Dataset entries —
****

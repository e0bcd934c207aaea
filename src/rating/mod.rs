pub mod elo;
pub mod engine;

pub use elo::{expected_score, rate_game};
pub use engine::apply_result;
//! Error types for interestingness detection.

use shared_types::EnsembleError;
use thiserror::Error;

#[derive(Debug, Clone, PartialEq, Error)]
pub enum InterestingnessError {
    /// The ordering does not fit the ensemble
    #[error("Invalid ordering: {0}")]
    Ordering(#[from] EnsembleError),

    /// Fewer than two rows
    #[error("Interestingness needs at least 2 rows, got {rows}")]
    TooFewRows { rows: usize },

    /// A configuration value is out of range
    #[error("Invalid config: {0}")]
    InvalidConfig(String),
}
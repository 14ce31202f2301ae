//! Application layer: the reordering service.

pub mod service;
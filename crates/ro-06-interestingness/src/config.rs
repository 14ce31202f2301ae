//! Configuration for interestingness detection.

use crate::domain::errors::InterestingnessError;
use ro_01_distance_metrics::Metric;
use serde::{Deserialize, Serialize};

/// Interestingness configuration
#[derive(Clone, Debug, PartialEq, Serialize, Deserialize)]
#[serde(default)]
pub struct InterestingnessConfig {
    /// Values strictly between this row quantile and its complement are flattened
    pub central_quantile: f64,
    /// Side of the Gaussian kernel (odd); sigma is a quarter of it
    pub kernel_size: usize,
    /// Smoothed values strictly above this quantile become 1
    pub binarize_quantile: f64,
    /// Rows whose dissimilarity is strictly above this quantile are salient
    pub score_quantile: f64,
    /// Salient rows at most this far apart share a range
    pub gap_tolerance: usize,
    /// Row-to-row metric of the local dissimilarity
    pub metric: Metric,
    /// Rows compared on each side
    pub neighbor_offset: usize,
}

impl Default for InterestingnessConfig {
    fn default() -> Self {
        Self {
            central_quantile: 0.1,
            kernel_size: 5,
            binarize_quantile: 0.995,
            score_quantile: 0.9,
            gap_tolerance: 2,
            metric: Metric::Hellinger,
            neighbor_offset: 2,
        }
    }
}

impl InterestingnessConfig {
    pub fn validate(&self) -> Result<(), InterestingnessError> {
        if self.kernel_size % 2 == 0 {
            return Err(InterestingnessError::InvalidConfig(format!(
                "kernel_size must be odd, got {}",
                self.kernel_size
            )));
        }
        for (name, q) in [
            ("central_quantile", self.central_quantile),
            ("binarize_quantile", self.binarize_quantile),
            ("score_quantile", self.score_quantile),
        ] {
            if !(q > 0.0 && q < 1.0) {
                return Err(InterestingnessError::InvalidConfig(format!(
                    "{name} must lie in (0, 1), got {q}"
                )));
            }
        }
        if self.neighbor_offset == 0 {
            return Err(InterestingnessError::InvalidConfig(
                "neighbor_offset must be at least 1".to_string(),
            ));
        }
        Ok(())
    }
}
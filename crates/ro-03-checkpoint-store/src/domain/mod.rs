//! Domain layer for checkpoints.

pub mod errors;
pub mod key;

****

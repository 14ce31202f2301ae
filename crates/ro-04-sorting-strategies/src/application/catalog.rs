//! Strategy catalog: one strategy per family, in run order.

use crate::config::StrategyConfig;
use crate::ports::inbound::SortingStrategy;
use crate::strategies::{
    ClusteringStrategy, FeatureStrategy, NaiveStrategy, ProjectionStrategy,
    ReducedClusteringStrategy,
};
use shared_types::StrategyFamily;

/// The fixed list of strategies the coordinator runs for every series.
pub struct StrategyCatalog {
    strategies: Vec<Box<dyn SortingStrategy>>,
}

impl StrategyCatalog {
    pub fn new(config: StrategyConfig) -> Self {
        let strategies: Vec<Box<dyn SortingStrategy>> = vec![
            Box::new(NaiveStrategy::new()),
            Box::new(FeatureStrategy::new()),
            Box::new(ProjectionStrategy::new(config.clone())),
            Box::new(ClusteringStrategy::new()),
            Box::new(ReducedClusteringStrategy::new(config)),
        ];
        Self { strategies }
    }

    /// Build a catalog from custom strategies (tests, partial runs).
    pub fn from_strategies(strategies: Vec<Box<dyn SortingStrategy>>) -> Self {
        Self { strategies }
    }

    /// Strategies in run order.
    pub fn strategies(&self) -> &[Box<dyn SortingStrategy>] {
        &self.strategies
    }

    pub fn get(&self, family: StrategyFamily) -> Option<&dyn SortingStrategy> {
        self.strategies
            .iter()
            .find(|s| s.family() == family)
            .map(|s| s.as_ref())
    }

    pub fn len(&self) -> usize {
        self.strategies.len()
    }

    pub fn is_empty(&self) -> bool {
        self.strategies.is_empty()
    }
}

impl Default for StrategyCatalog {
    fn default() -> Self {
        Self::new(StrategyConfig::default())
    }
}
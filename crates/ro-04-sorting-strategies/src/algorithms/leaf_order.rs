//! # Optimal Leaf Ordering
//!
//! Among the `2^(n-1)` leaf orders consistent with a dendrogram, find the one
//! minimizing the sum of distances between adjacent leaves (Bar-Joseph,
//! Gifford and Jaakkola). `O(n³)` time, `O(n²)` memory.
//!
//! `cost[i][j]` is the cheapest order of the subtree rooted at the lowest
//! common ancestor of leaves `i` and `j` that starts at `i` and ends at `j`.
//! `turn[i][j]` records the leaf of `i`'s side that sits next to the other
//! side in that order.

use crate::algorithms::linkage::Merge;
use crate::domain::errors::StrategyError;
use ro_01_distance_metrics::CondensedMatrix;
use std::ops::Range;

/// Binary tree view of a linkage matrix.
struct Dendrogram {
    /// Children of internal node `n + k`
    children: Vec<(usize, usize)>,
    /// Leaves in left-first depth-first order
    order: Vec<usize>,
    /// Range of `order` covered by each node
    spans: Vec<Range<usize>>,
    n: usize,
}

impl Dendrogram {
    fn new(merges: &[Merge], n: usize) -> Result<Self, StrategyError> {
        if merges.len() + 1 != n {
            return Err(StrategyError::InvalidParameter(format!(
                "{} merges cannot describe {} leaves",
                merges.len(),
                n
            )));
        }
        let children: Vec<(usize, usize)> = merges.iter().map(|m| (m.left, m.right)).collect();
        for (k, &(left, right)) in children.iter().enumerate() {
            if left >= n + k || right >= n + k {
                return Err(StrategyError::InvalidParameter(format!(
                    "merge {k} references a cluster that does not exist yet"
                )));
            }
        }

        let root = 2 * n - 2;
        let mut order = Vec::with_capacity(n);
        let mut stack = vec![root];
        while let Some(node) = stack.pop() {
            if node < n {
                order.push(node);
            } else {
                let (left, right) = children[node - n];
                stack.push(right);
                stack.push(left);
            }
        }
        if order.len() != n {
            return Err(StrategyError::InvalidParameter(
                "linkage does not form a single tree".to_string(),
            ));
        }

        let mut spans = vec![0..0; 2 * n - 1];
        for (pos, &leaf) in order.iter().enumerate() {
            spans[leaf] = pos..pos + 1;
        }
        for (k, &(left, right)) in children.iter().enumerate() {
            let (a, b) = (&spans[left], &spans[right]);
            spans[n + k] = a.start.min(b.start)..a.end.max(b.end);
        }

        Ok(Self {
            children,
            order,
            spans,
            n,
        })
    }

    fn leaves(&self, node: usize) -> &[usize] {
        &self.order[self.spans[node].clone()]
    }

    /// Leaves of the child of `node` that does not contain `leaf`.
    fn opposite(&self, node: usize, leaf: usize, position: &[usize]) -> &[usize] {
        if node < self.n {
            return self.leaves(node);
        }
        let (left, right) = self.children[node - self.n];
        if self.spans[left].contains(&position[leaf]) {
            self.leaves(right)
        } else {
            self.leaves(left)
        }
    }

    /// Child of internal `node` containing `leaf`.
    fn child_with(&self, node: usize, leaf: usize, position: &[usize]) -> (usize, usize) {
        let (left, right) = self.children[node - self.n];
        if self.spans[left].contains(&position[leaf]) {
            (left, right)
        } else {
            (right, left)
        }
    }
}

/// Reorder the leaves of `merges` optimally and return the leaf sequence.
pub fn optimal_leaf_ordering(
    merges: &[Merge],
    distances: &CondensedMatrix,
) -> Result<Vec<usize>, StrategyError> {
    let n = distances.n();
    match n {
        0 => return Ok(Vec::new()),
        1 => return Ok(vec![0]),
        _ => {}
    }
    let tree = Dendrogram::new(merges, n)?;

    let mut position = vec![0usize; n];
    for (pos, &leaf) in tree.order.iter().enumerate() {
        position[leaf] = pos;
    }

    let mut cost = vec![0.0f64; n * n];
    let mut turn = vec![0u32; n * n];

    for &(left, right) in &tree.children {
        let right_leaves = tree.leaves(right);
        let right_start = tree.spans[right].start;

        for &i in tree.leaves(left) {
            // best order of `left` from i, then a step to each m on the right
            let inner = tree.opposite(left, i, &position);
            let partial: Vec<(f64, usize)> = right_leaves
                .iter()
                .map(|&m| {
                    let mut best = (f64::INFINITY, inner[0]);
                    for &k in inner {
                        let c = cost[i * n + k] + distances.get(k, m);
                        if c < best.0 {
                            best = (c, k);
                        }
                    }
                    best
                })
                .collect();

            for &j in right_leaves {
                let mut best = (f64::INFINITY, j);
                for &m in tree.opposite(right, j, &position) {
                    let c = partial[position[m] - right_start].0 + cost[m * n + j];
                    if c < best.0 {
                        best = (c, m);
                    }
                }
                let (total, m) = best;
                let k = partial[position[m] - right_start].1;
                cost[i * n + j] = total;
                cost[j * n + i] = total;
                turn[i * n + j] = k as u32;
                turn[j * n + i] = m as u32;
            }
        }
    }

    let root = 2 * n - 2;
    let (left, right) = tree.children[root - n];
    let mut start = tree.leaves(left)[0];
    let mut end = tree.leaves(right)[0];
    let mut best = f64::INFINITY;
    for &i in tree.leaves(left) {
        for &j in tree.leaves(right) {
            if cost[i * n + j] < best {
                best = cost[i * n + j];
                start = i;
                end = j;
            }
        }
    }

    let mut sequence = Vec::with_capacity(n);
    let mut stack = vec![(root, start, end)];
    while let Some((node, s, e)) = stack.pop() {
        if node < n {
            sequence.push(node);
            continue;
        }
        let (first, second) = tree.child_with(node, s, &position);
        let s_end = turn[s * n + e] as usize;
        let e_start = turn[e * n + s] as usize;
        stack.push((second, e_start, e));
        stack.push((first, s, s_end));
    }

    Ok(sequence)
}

****

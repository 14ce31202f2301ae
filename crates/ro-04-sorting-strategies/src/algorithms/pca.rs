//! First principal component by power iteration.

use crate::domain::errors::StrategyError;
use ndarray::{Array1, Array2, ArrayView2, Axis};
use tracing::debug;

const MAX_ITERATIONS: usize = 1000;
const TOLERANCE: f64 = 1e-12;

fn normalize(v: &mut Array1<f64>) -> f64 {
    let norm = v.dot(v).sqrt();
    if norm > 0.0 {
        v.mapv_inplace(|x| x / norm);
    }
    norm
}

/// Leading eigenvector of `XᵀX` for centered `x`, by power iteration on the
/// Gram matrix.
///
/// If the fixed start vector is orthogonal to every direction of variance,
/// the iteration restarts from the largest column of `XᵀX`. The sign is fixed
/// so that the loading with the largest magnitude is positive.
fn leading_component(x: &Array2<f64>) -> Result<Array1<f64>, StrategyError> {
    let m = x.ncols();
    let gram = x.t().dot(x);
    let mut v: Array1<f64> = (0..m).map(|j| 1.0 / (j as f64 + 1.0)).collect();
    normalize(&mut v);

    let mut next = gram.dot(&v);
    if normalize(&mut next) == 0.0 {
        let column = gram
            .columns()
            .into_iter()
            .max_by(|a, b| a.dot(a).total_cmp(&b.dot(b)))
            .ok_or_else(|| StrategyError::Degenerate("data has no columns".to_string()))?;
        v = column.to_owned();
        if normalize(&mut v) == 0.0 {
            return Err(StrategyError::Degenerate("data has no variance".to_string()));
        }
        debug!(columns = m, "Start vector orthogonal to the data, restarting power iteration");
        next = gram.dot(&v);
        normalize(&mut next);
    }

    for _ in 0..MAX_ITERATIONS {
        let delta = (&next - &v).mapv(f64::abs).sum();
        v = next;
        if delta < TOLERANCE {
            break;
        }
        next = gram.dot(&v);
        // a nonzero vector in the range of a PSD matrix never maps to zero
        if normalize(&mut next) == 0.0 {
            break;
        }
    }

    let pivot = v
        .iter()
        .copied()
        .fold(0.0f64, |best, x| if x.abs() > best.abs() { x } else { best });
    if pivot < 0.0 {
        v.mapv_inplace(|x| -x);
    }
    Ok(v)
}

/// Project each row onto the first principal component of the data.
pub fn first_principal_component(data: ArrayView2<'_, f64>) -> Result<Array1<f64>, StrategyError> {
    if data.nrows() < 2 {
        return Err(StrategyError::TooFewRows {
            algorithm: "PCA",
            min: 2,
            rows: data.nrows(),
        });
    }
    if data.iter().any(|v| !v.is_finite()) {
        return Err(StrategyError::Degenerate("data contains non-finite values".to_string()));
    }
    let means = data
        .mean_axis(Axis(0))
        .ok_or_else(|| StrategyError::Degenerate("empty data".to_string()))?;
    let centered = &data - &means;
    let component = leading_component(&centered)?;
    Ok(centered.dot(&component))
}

****

Problem description — All lines in the records above with "Axis" need to be found and copied.

Expected output —
use ndarray::{Array1, Array2, ArrayView2, Axis};
        .mean_axis(Axis(0))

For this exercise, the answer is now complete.